The Carnegie of Homestead Music Hall found a way to make money by selling off something that was being discarded anyway.
Almost 1,000 antique seats dating to the concert hall’s construction in 1898 were sold in pairs for $50, giving people the opportunity to take home more than a program or a cherished memory.
The seats are being replaced with new, larger, cushioned cherry wood seats. The old seats were at the end of their useful life. New ones could make a night at the theater more attractive for some patrons, which could be an additional bottom line benefit.

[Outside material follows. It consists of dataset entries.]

//! Small shared helpers.

pub mod time;
// Copyright 2026 BadCompany
//
// Licensed under the Apache License, Version 2.0 (the "License");
// you may not use this file except in compliance with the License.
// You may obtain a copy of the License at
//
//     http://www.apache.org/licenses/LICENSE-2.0
//
// Unless required by applicable law or agreed to in writing, software
// distributed under the License is distributed on an "AS IS" BASIS,
// WITHOUT WARRANTIES OR CONDITIONS OF ANY KIND, either express or implied.
// See the License for the specific language governing permissions and
// limitations under the License.

//! Background pump for the child's diagnostic stream.

use tokio::io::{AsyncRead, AsyncWrite};
use tokio::task::JoinHandle;
use tracing::{debug, warn};

/// Spawns a background task copying child stderr into `sink`, byte for byte.
///
/// The task ends when the child closes its end of the pipe; that is the
/// normal way for it to finish and is only logged at debug level.
pub fn spawn_stderr_pump<R, W>(mut stream: R, mut sink: W) -> JoinHandle<u64>
where
    R: AsyncRead + Unpin + Send + 'static,
    W: AsyncWrite + Unpin + Send + 'static,
{
    tokio::spawn(async move {
        match tokio::io::copy(&mut stream, &mut sink).await {
            Ok(bytes) => {
                debug!("Child stderr closed after {} bytes", bytes);
                bytes
            }
            Err(e) => {
                warn!("Child stderr pump stopped: {}", e);
                0
            }
        }
    })
}
// Copyright 2026 BadCompany
//
// Licensed under the Apache License, Version 2.0 (the "License");
// you may not use this file except in compliance with the License.
// You may obtain a copy of the License at
//
//     http://www.apache.org/licenses/LICENSE-2.0
//
// Unless required by applicable law or agreed to in writing, software
// distributed under the License is distributed on an "AS IS" BASIS,
// WITHOUT WARRANTIES OR CONDITIONS OF ANY KIND, either express or implied.
// See the License for the specific language governing permissions and
// limitations under the License.

//! Response filter for list methods.
//!
//! Rewrites `result.<entities>` in place, keeping only entries whose `name`
//! passes the policy. Entries without a string `name` are dropped as well.
//! Everything else in the envelope is left untouched.

use crate::engine::policy::Policy;
use crate::engine_core::models::{list_target, EntityType};
use serde_json::Value;

/// An entry removed from a list result.
#[derive(Debug, Clone, PartialEq)]
pub struct DroppedEntity {
    pub kind: EntityType,
    /// `None` when the entry had no usable name.
    pub name: Option<String>,
}

impl std::fmt::Display for DroppedEntity {
    fn fmt(&self, f: &mut std::fmt::Formatter<'_>) -> std::fmt::Result {
        match &self.name {
            Some(name) => write!(f, "{} '{}' denied by policy", self.kind, name),
            None => write!(f, "{} entry without a name", self.kind),
        }
    }
}

pub struct ResponseFilter;

impl ResponseFilter {
    /// Filter `response` if `method` is a list method. Returns the dropped
    /// entries in their original order; non-list methods, error responses and
    /// results without the expected array are left as they are.
    pub fn apply(policy: &Policy, method: &str, response: &mut Value) -> Vec<DroppedEntity> {
        let Some((kind, field)) = list_target(method) else {
            return Vec::new();
        };
        let Some(entries) = response
            .get_mut("result")
            .and_then(|r| r.get_mut(field))
            .and_then(Value::as_array_mut)
        else {
            return Vec::new();
        };

        let mut dropped = Vec::new();
        entries.retain(|entry| match entry.get("name").and_then(Value::as_str) {
            Some(name) if policy.is_allowed(kind, name) => true,
            Some(name) => {
                dropped.push(DroppedEntity {
                    kind,
                    name: Some(name.to_string()),
                });
                false
            }
            None => {
                dropped.push(DroppedEntity { kind, name: None });
                false
            }
        });
        dropped
    }
}
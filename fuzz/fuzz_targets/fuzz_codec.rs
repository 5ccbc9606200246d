// Copyright 2026 BadCompany
// Licensed under the Apache License, Version 2.0

#![no_main]

use bytes::BytesMut;
use libfuzzer_sys::fuzz_target;
use mcp_guard::mcp::codec::McpCodec;
use tokio_util::codec::Decoder;

fuzz_target!(|data: &[u8]| {
    // No byte sequence may panic the decoder, and every call must make
    // progress or stop.
    let mut codec = McpCodec::new();
    let mut buffer = BytesMut::from(data);

    loop {
        let before = buffer.len();
        match codec.decode(&mut buffer) {
            Ok(Some(_)) | Err(_) => assert!(buffer.len() < before || buffer.is_empty()),
            Ok(None) => break,
        }
    }
    let _ = codec.decode_eof(&mut buffer);
});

But for longtime supporters of the Carnegie of Homestead like volunteer Chuck Zapf of Whitaker, the seats are a once-in-a-lifetime opportunity to have a tangible keepsake from an historic building while also contributing money to the hall’s coffers.
Lance: To a priceless theft. On Monday, Westmoreland County Common Pleas Court Judge Tim Krieger sentenced Christina Louise Ankney, 40, of Braddock to 306 days to 23 months in jail. She was paroled for time served after her 2023 arrest.
Ankney pleaded guilty in April to two misdemeanor counts of theft and receiving stolen property. Her crimes? A nurse aide, she stole the rings from the hands of a dementia patient at Redstone Highlands in Murrysville and pawned them for cash. Even worse, the elderly woman’s hands were badly contracted due to a medical condition, meaning the rings would have to have been pried from her fingers.
Theft from anyone is callous and unfair. Theft from the vulnerable is worse. But to take the engagement ring and wedding band from a dementia patient is to steal the last connection to a person’s past — and the ability to share something no longer remembered with loved ones.
Ankney was ordered to pay $9,500 to the family, but there are some things that simply cannot be bought back.